As referências do Wry, porém, vinham de outra turma. O cenário shoegaze brasileiro que tinha como atores bandas como Pin Ups, Low Dream, Killing Chainsaw e Brincando de Deus, mais sérias, existencialistas e voltadas para o indie rock que se fazia no hemisfério norte. “O público da época era tão hardcore que a gente começou a acelerar as músicas nos shows. Eu não queria mais cantar tão macio”, entrega Mario, entre risos de ambos. “Cantar em inglês, então, era uma contramão. Nosso som era ir para Londres. A gente formou a banda para ir para Londres”.

Ao contrário da fase inicial da banda, quando olhavam para fora, Aurora é parte de um ciclo onde o Wry está imerso na música feita no (e para o) Brasil. “A gente foi para Londres para ficar um tempo. No final dessa fase eu já queria cantar em português. Voltamos já com alguma coisa em português. Só que, chegando ao Brasil, abrimos o Asteroid e a banda parou.

O Asteroid é um bar underground, lotado num casarão antigo em uma ensolarada esquina de Sorocaba. A casa existe até hoje, recebendo bandas e DJs. “Quando a gente voltou, lançamos três singles que iam numa onda  dream pop. Cheguei a estudar teclado e teoria musical, o que nos ajudou bastante”. A virada para a língua mãe, no entanto, também teve aspectos políticos. Mario sentiu que era hora de se posicionar e, para isso, a mensagem precisava ser passada em português. “Então, começou a campanha do Bolsonaro. Eu tava tão feliz, achando que tudo estava mais melhor… Eu via os gays andando de mão dada em Sorocaba. Tudo estava mais legal em 2017. Eu arrepio de falar. Voltou tudo para trás. Nós começamos ensaiar e não fazia sentido o nosso som. Eu quero fazer um disco punk. Quero falar de política e sociedade. Tanto que as músicas do Noites Infinitas, que começaram a se compostas nesta época, refletem essa mudança. Eu já sabia queria ir para este lado. Hoje, quando começo fazer uma música, já nem considero mais o inglês”.

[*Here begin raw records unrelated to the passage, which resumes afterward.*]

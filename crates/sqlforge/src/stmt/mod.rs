//! Statement builders: SELECT, INSERT, UPDATE, DELETE, UNION.
//!
//! Builders are consuming (`fn method(mut self, ..) -> Self`) and terminated
//! by a single [`render`](crate::render()) call. A built tree is immutable
//! during rendering, so it can be rendered repeatedly against different
//! dialects.
//!
//! ```
//! use sqlforge::{render, select, Cond, Mysql};
//!
//! let stmt = select(["id", "name"])
//!     .from("users")
//!     .where_(Cond::eq("id", 7))
//!     .order_by("id")
//!     .limit(10);
//! let q = render(&stmt, &Mysql).unwrap();
//! assert_eq!(q.sql, "SELECT id, name FROM `users` WHERE (`id` = 7) ORDER BY id LIMIT 10");
//! ```

mod delete;
mod insert;
mod select;
mod union;
mod update;

pub use delete::DeleteStmt;
pub use insert::{InsertStmt, OnConflict, OnConflictUpdate};
pub use select::SelectStmt;
pub use union::UnionStmt;
pub use update::UpdateStmt;

use std::fmt;
use std::sync::Arc;

use crate::dialect::Dialect;
use crate::error::RenderResult;
use crate::render::{Buffer, Render};

/// Create a SELECT statement with the given projection.
///
/// Projection entries are raw fragments (column names, expressions,
/// `count(*)`) and are not quoted.
pub fn select<I, S>(columns: I) -> SelectStmt
where
    I: IntoIterator<Item = S>,
    S: Into<String>,
{
    SelectStmt::new(columns)
}

/// Create an INSERT statement for the given table.
pub fn insert_into(table: &str) -> InsertStmt {
    InsertStmt::new(table)
}

/// Create an UPDATE statement for the given table.
pub fn update(table: &str) -> UpdateStmt {
    UpdateStmt::new(table)
}

/// Create a DELETE statement for the given table.
pub fn delete_from(table: &str) -> DeleteStmt {
    DeleteStmt::new(table)
}

/// Create a UNION of two statements. Use [`UnionStmt::add`] for more members.
pub fn union(a: impl Render + 'static, b: impl Render + 'static) -> UnionStmt {
    UnionStmt::new().add(a).add(b)
}

/// Create a UNION ALL of two statements.
pub fn union_all(a: impl Render + 'static, b: impl Render + 'static) -> UnionStmt {
    UnionStmt::new_all().add(a).add(b)
}

/// A statement wrapped in parentheses and given an alias, for use as a
/// derived table or value.
///
/// Created by [`SelectStmt::as_table`] and [`UnionStmt::as_table`].
#[derive(Clone)]
pub struct Aliased {
    inner: Arc<dyn Render>,
    alias: String,
}

impl Aliased {
    pub(crate) fn new(inner: Arc<dyn Render>, alias: impl Into<String>) -> Self {
        Self {
            inner,
            alias: alias.into(),
        }
    }
}

impl fmt::Debug for Aliased {
    fn fmt(&self, f: &mut fmt::Formatter<'_>) -> fmt::Result {
        f.debug_struct("Aliased")
            .field("alias", &self.alias)
            .finish_non_exhaustive()
    }
}

impl Render for Aliased {
    fn render(&self, dialect: &dyn Dialect, buf: &mut Buffer) -> RenderResult<()> {
        buf.write_str("(");
        self.inner.render(dialect, buf)?;
        buf.write_str(") AS ");
        buf.write_ident(dialect, &self.alias)
    }
}
//! Error types for sqlforge

use crate::dialect::Feature;
use thiserror::Error;

/// Result type alias for render operations
pub type RenderResult<T> = Result<T, RenderError>;

/// Coarse error category.
///
/// Every [`RenderError`] variant belongs to exactly one of these groups, so
/// callers can branch on the class of failure without matching every variant.
#[derive(Debug, Clone, Copy, PartialEq, Eq)]
pub enum ErrorKind {
    /// The statement tree is incomplete (missing FROM, table, members, ...).
    Structural,
    /// A supplied value or argument list is unusable.
    Argument,
    /// The active dialect does not support a requested feature.
    Capability,
    /// A value cannot be rendered as a safe SQL literal.
    Escape,
}

/// Error types for statement rendering
#[derive(Debug, Error)]
pub enum RenderError {
    /// SELECT rendered without a source on a dialect that requires one
    #[error("SELECT requires a FROM source")]
    MissingFrom,

    /// Statement rendered with an empty table name
    #[error("statement requires a table name")]
    MissingTable,

    /// INSERT rendered without any columns
    #[error("INSERT requires at least one column")]
    NoColumns,

    /// INSERT rendered without any rows
    #[error("INSERT requires at least one row of values")]
    NoValues,

    /// UPDATE (or upsert DO UPDATE) rendered without any assignments
    #[error("UPDATE requires at least one assignment")]
    NoAssignments,

    /// UNION rendered without any members
    #[error("UNION requires at least one member")]
    MissingMembers,

    /// Subquery used as a FROM source without an alias
    #[error("subquery sources require an alias")]
    MissingAlias,

    /// Template marker count does not match the supplied argument count
    #[error("template has {markers} placeholder markers but {values} values were supplied")]
    PlaceholderMismatch { markers: usize, values: usize },

    /// VALUES row length does not match the declared column list
    #[error("row has {got} values but {expected} columns were declared")]
    RowLength { expected: usize, got: usize },

    /// A value outside the supported literal kinds (e.g. a nested list)
    #[error("unsupported value type: {0}")]
    UnsupportedType(&'static str),

    /// An empty list value reached the interpolator
    #[error("cannot render an empty list value")]
    EmptyList,

    /// Requested feature is not available on the active dialect
    #[error("{feature} is not supported by the {dialect} dialect")]
    Unsupported {
        dialect: &'static str,
        feature: Feature,
    },

    /// A value cannot be escaped into a safe literal
    #[error("cannot escape value: {0}")]
    Escape(String),
}

impl RenderError {
    /// The category this error belongs to.
    pub fn kind(&self) -> ErrorKind {
        match self {
            Self::MissingFrom
            | Self::MissingTable
            | Self::NoColumns
            | Self::NoValues
            | Self::NoAssignments
            | Self::MissingMembers
            | Self::MissingAlias => ErrorKind::Structural,
            Self::PlaceholderMismatch { .. }
            | Self::RowLength { .. }
            | Self::UnsupportedType(_)
            | Self::EmptyList => ErrorKind::Argument,
            Self::Unsupported { .. } => ErrorKind::Capability,
            Self::Escape(_) => ErrorKind::Escape,
        }
    }

    /// Check if this is a structural error
    pub fn is_structural(&self) -> bool {
        self.kind() == ErrorKind::Structural
    }

    /// Check if this is an argument error
    pub fn is_argument(&self) -> bool {
        self.kind() == ErrorKind::Argument
    }

    /// Check if this is a dialect capability error
    pub fn is_capability(&self) -> bool {
        self.kind() == ErrorKind::Capability
    }

    /// Check if this is an escape error
    pub fn is_escape(&self) -> bool {
        self.kind() == ErrorKind::Escape
    }
}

De certa forma, Mario e o Wry fizeram as pazes com suas raízes. “Nesta época também, comecei a ler o livro do Ricardo Alexandre, Dias de Luta. Me influenciou muito. O quanto o post punk foi revolucionário! Explodiu depois do punk e abriu caminho para tanta gente que nem sabia tocar. O punk deu liberdade para música e influênciou todo o mainstream brasileiro. Quem diria que nos anos 80 o rock estaria em todas as rádios brasileiras. O Wry tem coisas post punk desde o começo e, agora pensei, ‘quero fazer um disco assim’. Algo mais ligado à realidade”. Aurora representa um link direto entre o rock brasileiro dos anos 80 com a atualidade.

Além disso, Aurora é o primeiro disco de uma trilogia que tem um alvo bastante claro. Manter o Wry na crista da onda na música indie brasileira, conectando-os com as novas gerações. “Queremos lançar três discos realmente bons, um por ano, para inserir a banda no cenário atual e conectar também com a nova geração”.

Um dos objetivos do Wry é entrar no circuito dos festivais a partir do ano que vem. Considerando a história que carregam, e a qualidade de Aurora, não será difícil.

 

Jota Wagner

Jota Wagner escreve, discoteca e faz festas no Brasil e Europa desde o começo da década de 90. Atualmente é repórter especial de cultura no Music Non Stop e produtor cultural na Agência 55. Contribuiu, usando os ouvidos, os pés ou as mãos, com a aurora da música eletrônica brasileira.